The reason for our new approach is twofold: First, my experience at AIO and research on
effective teaching underscore the need for students to hear directly from faculty and instructors
on this topic. Students are most likely to hear and absorb messages about academic integrity
when those messages come from the instructors who design, teach and grade their courses.
Second, we are a staff of two. We can reach many more students by providing instructors with
tools and information than by leading classroom discussions ourselves.
To this end, I am providing faculty and instructors with a set of material aimed at engaging
students in discussion of academic integrity.
The attached material includes a list of recommended topics for discussion and related
information and/or material to assist you in addressing each topic. The goal is to provide a
menu of topics and material from which you may choose what you find most interesting and
most relevant to the courses you teach.
I invite you to modify these topics and materials to make them as relevant as possible to your
courses – and to credit AIO and include citations we’ve provided when presenting enclosed
material to students, whether in written or oral form. Many students note and puzzle over
instructors who emphasize the importance of citation in written assignments but do not
consistently include citations in their own class presentations.

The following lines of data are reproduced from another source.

/// Parameters for starting a session.
#[derive(Debug, Clone, Default, Serialize, Deserialize)]
#[serde(rename_all = "camelCase")]
pub struct StartSession {
    pub tenant_id: String,
    pub learner_id: String,
    #[serde(default)]
    pub mode: DeliveryMode,
    /// Explicit first node; selected automatically when absent
    #[serde(default)]
    pub start_node_id: Option<String>,
}

/// Progress delta attached to replies and events.
#[derive(Debug, Clone, PartialEq, Serialize, Deserialize)]
#[serde(rename_all = "camelCase")]
pub struct ProgressUpdate {
    pub concepts: Vec<ConceptScore>,
    pub gaps: BTreeSet<String>,
}

/// Result of a turn.
#[derive(Debug, Clone, PartialEq, Serialize, Deserialize)]
#[serde(rename_all = "camelCase")]
pub struct TurnReply {
    pub message: SessionMessage,
    pub tool_results: Vec<ToolInvocation>,
    /// Set when a tool moved the session
    #[serde(default, skip_serializing_if = "Option::is_none")]
    pub node_updated: Option<NarrativeNode>,
    /// Set when a tool changed mastery or gaps
    #[serde(default, skip_serializing_if = "Option::is_none")]
    pub progress: Option<ProgressUpdate>,
}

/// Result of a choice.
#[derive(Debug, Clone, PartialEq, Serialize, Deserialize)]
#[serde(rename_all = "camelCase")]
pub struct ChoiceReply {
    pub next_node: NarrativeNode,
    pub mastery_updates: Vec<MasteryDelta>,
    pub path_history: Vec<String>,
}

/// Events for the initiator and for everyone else.
struct Fanout {
    initiator: Vec<ServerEvent>,
    others: Vec<ServerEvent>,
}

/// Owns per-session serialization and real-time fan-out.
#[derive(Clone)]
pub struct SessionCoordinator {
    store: Arc<dyn NarrativeStore>,
    tracker: Arc<MasteryTracker>,
    navigator: Arc<NarrativeNavigator>,
    orchestrator: Arc<TutorOrchestrator>,
    questions: Arc<QuestionLog>,
    gate: Arc<SessionGate>,
    connections: Arc<ConnectionRegistry>,
    config: EngineConfig,
}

Finally, I encourage you to raise academic integrity in small, frequent “doses” over the course
of the semester rather than designating one class session for discussion of this topic. Doing so
will better convey to students the importance you place on academic integrity and will increase
the odds that short classroom discussions and occasional reminders will catch students when
they are most likely to listen attentively, that is, shortly before an assignment is due or an exam
is scheduled.
Please do not hesitate to contact AIO with comments, questions or requests for additional
information by emailing or calling us at aio@syr.edu or 443-5412.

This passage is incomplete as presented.